Pharmaceutical issues such as chemical and physical stability and therapeutic and clinical performance are often related to the solid state properties of active pharmaceutical ingredients (API's). Current industrial approaches for their preparation are via a molecule to crystal, crystal to particle, and particle to dosage form strategy. The approach, which is limited by conventional crystallization techniques, typically requires the use of mechanical comminution techniques (e.g. micronisation) for the processing of colloidal sized particles. These destructive based techniques are severely limited by long processing times, low yields, high polydispersity in particle size and can adversely affect a whole range of highly important physicochemical properties.

There is a need, therefore, for development of a commercializable, widely applicable, molecule to particle approach with specific control of the surface characteristics and surface geometry of colloidal and nano-sized particles which ultimately govern the characteristic properties of the particles.

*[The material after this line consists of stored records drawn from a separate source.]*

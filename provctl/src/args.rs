//! Arguments for the provctl utility

use std::env;
use std::path::PathBuf;

use clap::{Args, Parser, Subcommand};

use provstore::ProvisionerType;

/// Returns the location of the authority configuration file used when `--ca-config` is absent,
/// i.e., `$STEPPATH/config/ca.json` with `STEPPATH` defaulting to `$HOME/.step`.
pub fn default_ca_config() -> PathBuf {
    let step_path = match env::var_os("STEPPATH") {
        Some(p) if !p.is_empty() => PathBuf::from(p),
        _ => match env::var_os("HOME") {
            Some(home) => PathBuf::from(home).join(".step"),
            None => PathBuf::from(".step"),
        },
    };
    step_path.join("config").join("ca.json")
}

fn parse_provisioner_type(s: &str) -> Result<ProvisionerType, String> {
    ProvisionerType::parse(s).map_err(|e| e.to_string())
}

/// Certificate authority provisioner management utility
#[derive(Parser, Debug)]
#[command(arg_required_else_help(true))]
#[clap(author, version, about, long_about = None)]
pub struct ProvctlArgs {
    /// Full path and filename of the authority configuration file. When the file is absent or enables
    /// the administration API, provisioners are managed remotely.
    #[clap(long, default_value_os_t = default_ca_config(), help_heading = "COMMON OPTIONS")]
    pub ca_config: PathBuf,

    /// Full path and filename of YAML-formatted configuration file for log4rs logging mechanism.
    /// See <https://docs.rs/log4rs/latest/log4rs/> for details.
    #[clap(short, long, help_heading = "COMMON OPTIONS")]
    pub logging_config: Option<String>,

    /// URI of the certificate authority
    #[clap(long, help_heading = "ADMINISTRATION API")]
    pub ca_url: Option<String>,

    /// Token used to authenticate to the administration API
    #[clap(long, help_heading = "ADMINISTRATION API")]
    pub admin_token: Option<String>,

    /// Full path and filename of a PEM file containing the root certificates of the certificate
    /// authority
    #[clap(long, help_heading = "ADMINISTRATION API")]
    pub root: Option<PathBuf>,

    /// Action to perform
    #[command(subcommand)]
    pub command: Command,
}

/// Top-level commands
#[derive(Subcommand, Debug)]
pub enum Command {
    /// Create, update, remove and list provisioners
    #[command(subcommand)]
    Provisioner(ProvisionerCommand),
}

/// Provisioner commands
#[derive(Subcommand, Debug)]
pub enum ProvisionerCommand {
    /// Print all provisioners as a JSON array
    List,

    /// Print the encrypted private key of the provisioner with the given key identifier
    GetEncryptedKey {
        /// Key identifier of the provisioner
        kid: String,
    },

    /// Add a provisioner
    Add {
        /// Name of the new provisioner
        name: String,

        /// Type of the new provisioner, e.g., JWK, ACME, AWS, NEBULA
        #[clap(long = "type", value_parser = parse_provisioner_type)]
        kind: ProvisionerType,

        #[command(flatten)]
        attrs: AttributeArgs,
    },

    /// Update a provisioner
    Update {
        /// Name of the provisioner to update
        name: String,

        /// New name for the provisioner
        #[clap(long = "name")]
        new_name: Option<String>,

        #[command(flatten)]
        attrs: AttributeArgs,
    },

    /// Remove a provisioner
    Remove {
        /// Name of the provisioner to remove
        #[clap(required_unless_present = "kid")]
        name: Option<String>,

        /// Remove the provisioner with this key identifier instead of by name
        #[clap(long, conflicts_with = "name")]
        kid: Option<String>,
    },
}

/// Attributes that may be set when adding or updating a provisioner
#[derive(Args, Debug, Default)]
pub struct AttributeArgs {
    /// Full path and filename of a file containing the JWK-formatted public key
    #[clap(long, help_heading = "KEYS")]
    pub public_key: Option<PathBuf>,

    /// Full path and filename of a file containing the encrypted private key
    #[clap(long, help_heading = "KEYS")]
    pub encrypted_key: Option<PathBuf>,

    /// Minimum duration of X.509 certificates, e.g., 5m
    #[clap(long, help_heading = "CLAIMS")]
    pub x509_min_dur: Option<String>,

    /// Maximum duration of X.509 certificates, e.g., 24h
    #[clap(long, help_heading = "CLAIMS")]
    pub x509_max_dur: Option<String>,

    /// Default duration of X.509 certificates
    #[clap(long, help_heading = "CLAIMS")]
    pub x509_default_dur: Option<String>,

    /// Minimum duration of SSH user certificates
    #[clap(long, help_heading = "CLAIMS")]
    pub ssh_user_min_dur: Option<String>,

    /// Maximum duration of SSH user certificates
    #[clap(long, help_heading = "CLAIMS")]
    pub ssh_user_max_dur: Option<String>,

    /// Default duration of SSH user certificates
    #[clap(long, help_heading = "CLAIMS")]
    pub ssh_user_default_dur: Option<String>,

    /// Minimum duration of SSH host certificates
    #[clap(long, help_heading = "CLAIMS")]
    pub ssh_host_min_dur: Option<String>,

    /// Maximum duration of SSH host certificates
    #[clap(long, help_heading = "CLAIMS")]
    pub ssh_host_max_dur: Option<String>,

    /// Default duration of SSH host certificates
    #[clap(long, help_heading = "CLAIMS")]
    pub ssh_host_default_dur: Option<String>,

    /// Disable renewal of certificates issued by the provisioner
    #[clap(long, num_args = 0..=1, require_equals = true, default_missing_value = "true", help_heading = "CLAIMS")]
    pub disable_renewal: Option<bool>,

    /// Allow renewal of expired certificates issued by the provisioner
    #[clap(long, num_args = 0..=1, require_equals = true, default_missing_value = "true", help_heading = "CLAIMS")]
    pub allow_renewal_after_expiry: Option<bool>,

    /// Enable issuance of SSH certificates
    #[clap(long, num_args = 0..=1, require_equals = true, default_missing_value = "true", help_heading = "CLAIMS")]
    pub ssh: Option<bool>,

    /// Require the common name to appear among the subject alternative names (ACME)
    #[clap(long, num_args = 0..=1, require_equals = true, default_missing_value = "true", help_heading = "ACME")]
    pub force_cn: Option<bool>,

    /// Require external account binding for new ACME accounts
    #[clap(long, conflicts_with = "disable_eab", help_heading = "ACME")]
    pub require_eab: bool,

    /// Do not require external account binding for new ACME accounts
    #[clap(long, help_heading = "ACME")]
    pub disable_eab: bool,

    /// AWS account authorized to use the provisioner (may be repeated)
    #[clap(long = "aws-account", help_heading = "CLOUD")]
    pub aws_accounts: Vec<String>,

    /// AWS account to remove (may be repeated)
    #[clap(long = "remove-aws-account", help_heading = "CLOUD")]
    pub remove_aws_accounts: Vec<String>,

    /// Azure tenant identifier
    #[clap(long, help_heading = "CLOUD")]
    pub azure_tenant: Option<String>,

    /// Azure resource group authorized to use the provisioner (may be repeated)
    #[clap(long = "azure-resource-group", help_heading = "CLOUD")]
    pub azure_resource_groups: Vec<String>,

    /// Azure resource group to remove (may be repeated)
    #[clap(long = "remove-azure-resource-group", help_heading = "CLOUD")]
    pub remove_azure_resource_groups: Vec<String>,

    /// Azure subscription identifier authorized to use the provisioner (may be repeated)
    #[clap(long = "azure-subscription-id", help_heading = "CLOUD")]
    pub azure_subscription_ids: Vec<String>,

    /// Azure subscription identifier to remove (may be repeated)
    #[clap(long = "remove-azure-subscription-id", help_heading = "CLOUD")]
    pub remove_azure_subscription_ids: Vec<String>,

    /// Azure object identifier authorized to use the provisioner (may be repeated)
    #[clap(long = "azure-object-id", help_heading = "CLOUD")]
    pub azure_object_ids: Vec<String>,

    /// Azure object identifier to remove (may be repeated)
    #[clap(long = "remove-azure-object-id", help_heading = "CLOUD")]
    pub remove_azure_object_ids: Vec<String>,

    /// GCP service account authorized to use the provisioner (may be repeated)
    #[clap(long = "gcp-service-account", help_heading = "CLOUD")]
    pub gcp_service_accounts: Vec<String>,

    /// GCP service account to remove (may be repeated)
    #[clap(long = "remove-gcp-service-account", help_heading = "CLOUD")]
    pub remove_gcp_service_accounts: Vec<String>,

    /// GCP project authorized to use the provisioner (may be repeated)
    #[clap(long = "gcp-project", help_heading = "CLOUD")]
    pub gcp_projects: Vec<String>,

    /// GCP project to remove (may be repeated)
    #[clap(long = "remove-gcp-project", help_heading = "CLOUD")]
    pub remove_gcp_projects: Vec<String>,

    /// Maximum age of an instance that may use the provisioner, e.g., 1h
    #[clap(long, help_heading = "CLOUD")]
    pub instance_age: Option<String>,

    /// Full path and filename of the roots used to verify instance identity documents
    #[clap(long, help_heading = "CLOUD")]
    pub iid_roots: Option<String>,

    /// Reject custom subject alternative names in instance identity requests
    #[clap(long, num_args = 0..=1, require_equals = true, default_missing_value = "true", help_heading = "CLOUD")]
    pub disable_custom_sans: Option<bool>,

    /// Allow only one certificate per instance
    #[clap(long, visible_alias = "disable-tofu", num_args = 0..=1, require_equals = true, default_missing_value = "true", help_heading = "CLOUD")]
    pub disable_trust_on_first_use: Option<bool>,

    /// Full path and filename of a PEM file containing the Nebula CA certificates. Only CA
    /// certificates are kept.
    #[clap(long, help_heading = "NEBULA")]
    pub nebula_root: Option<PathBuf>,

    /// Full path and filename of the X.509 certificate template
    #[clap(long, help_heading = "TEMPLATES")]
    pub x509_template: Option<String>,

    /// Full path and filename of a JSON file containing X.509 template data
    #[clap(long, help_heading = "TEMPLATES")]
    pub x509_template_data: Option<PathBuf>,

    /// Full path and filename of the SSH certificate template
    #[clap(long, help_heading = "TEMPLATES")]
    pub ssh_template: Option<String>,

    /// Full path and filename of a JSON file containing SSH template data
    #[clap(long, help_heading = "TEMPLATES")]
    pub ssh_template_data: Option<PathBuf>,
}

#[test]
fn verify_args() {
    use clap::CommandFactory;
    ProvctlArgs::command().debug_assert();
}

#[test]
fn parse_update() {
    let args = ProvctlArgs::parse_from([
        "provctl",
        "--ca-config",
        "ca.json",
        "provisioner",
        "update",
        "aws",
        "--name",
        "aws2",
        "--aws-account",
        "1",
        "--aws-account",
        "2",
        "--remove-aws-account",
        "3",
        "--disable-custom-sans",
        "--force-cn=false",
    ]);
    assert_eq!(PathBuf::from("ca.json"), args.ca_config);
    match args.command {
        Command::Provisioner(ProvisionerCommand::Update {
            name,
            new_name,
            attrs,
        }) => {
            assert_eq!("aws", name);
            assert_eq!(Some("aws2".to_string()), new_name);
            assert_eq!(vec!["1".to_string(), "2".to_string()], attrs.aws_accounts);
            assert_eq!(vec!["3".to_string()], attrs.remove_aws_accounts);
            assert_eq!(Some(true), attrs.disable_custom_sans);
            assert_eq!(Some(false), attrs.force_cn);
            assert_eq!(None, attrs.ssh);
        }
        _ => panic!("expected update"),
    }
}

#[test]
fn parse_add_type() {
    let args = ProvctlArgs::parse_from(["provctl", "provisioner", "add", "acme", "--type", "acme"]);
    match args.command {
        Command::Provisioner(ProvisionerCommand::Add { kind, .. }) => {
            assert_eq!(ProvisionerType::Acme, kind)
        }
        _ => panic!("expected add"),
    }
    assert!(ProvctlArgs::try_parse_from(["provctl", "provisioner", "add", "x", "--type", "bogus"])
        .is_err());
}

#[test]
fn parse_remove() {
    let args = ProvctlArgs::parse_from(["provctl", "provisioner", "remove", "--kid", "kid1"]);
    match args.command {
        Command::Provisioner(ProvisionerCommand::Remove { name, kid }) => {
            assert_eq!(None, name);
            assert_eq!(Some("kid1".to_string()), kid);
        }
        _ => panic!("expected remove"),
    }
    assert!(ProvctlArgs::try_parse_from(["provctl", "provisioner", "remove"]).is_err());
    assert!(ProvctlArgs::try_parse_from([
        "provctl",
        "provisioner",
        "remove",
        "admin",
        "--kid",
        "kid1"
    ])
    .is_err());
}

Alternative processes for production, for example with the use of supercritical fluids have recently generated significant interest. They have had limited technical success and even then can only applied to a narrow range of pharmaceutical moieties. Hence there remains the need to develop technologies that specifically address the physico-chemical requirements for controlling dispersion behaviour and solid-state interactions of colloidal particles.

Prosonix have recently entered into a strategic collaboration with the University of Bath (Bath, UK) to commercialize a novel sonocrystallization technology Solution Atomisation and Crystallization by Sonication (SAX ™ ).

This unique single, solution-to-particle-technology, incorporates solution atomisation and anti-solvent sonocrystallization and is set to revolutionize the manufacturing of a range of pharmaceutical moieties.

Preliminary findings have shown significant benefits in the production of particles, particularly for colloidal particles and potential in the production of nanoparticles. The technology allows the production a well-defined particle size range as well as controlling the macroscopic morphology, including polymorphism, and mesoscopic surface topography.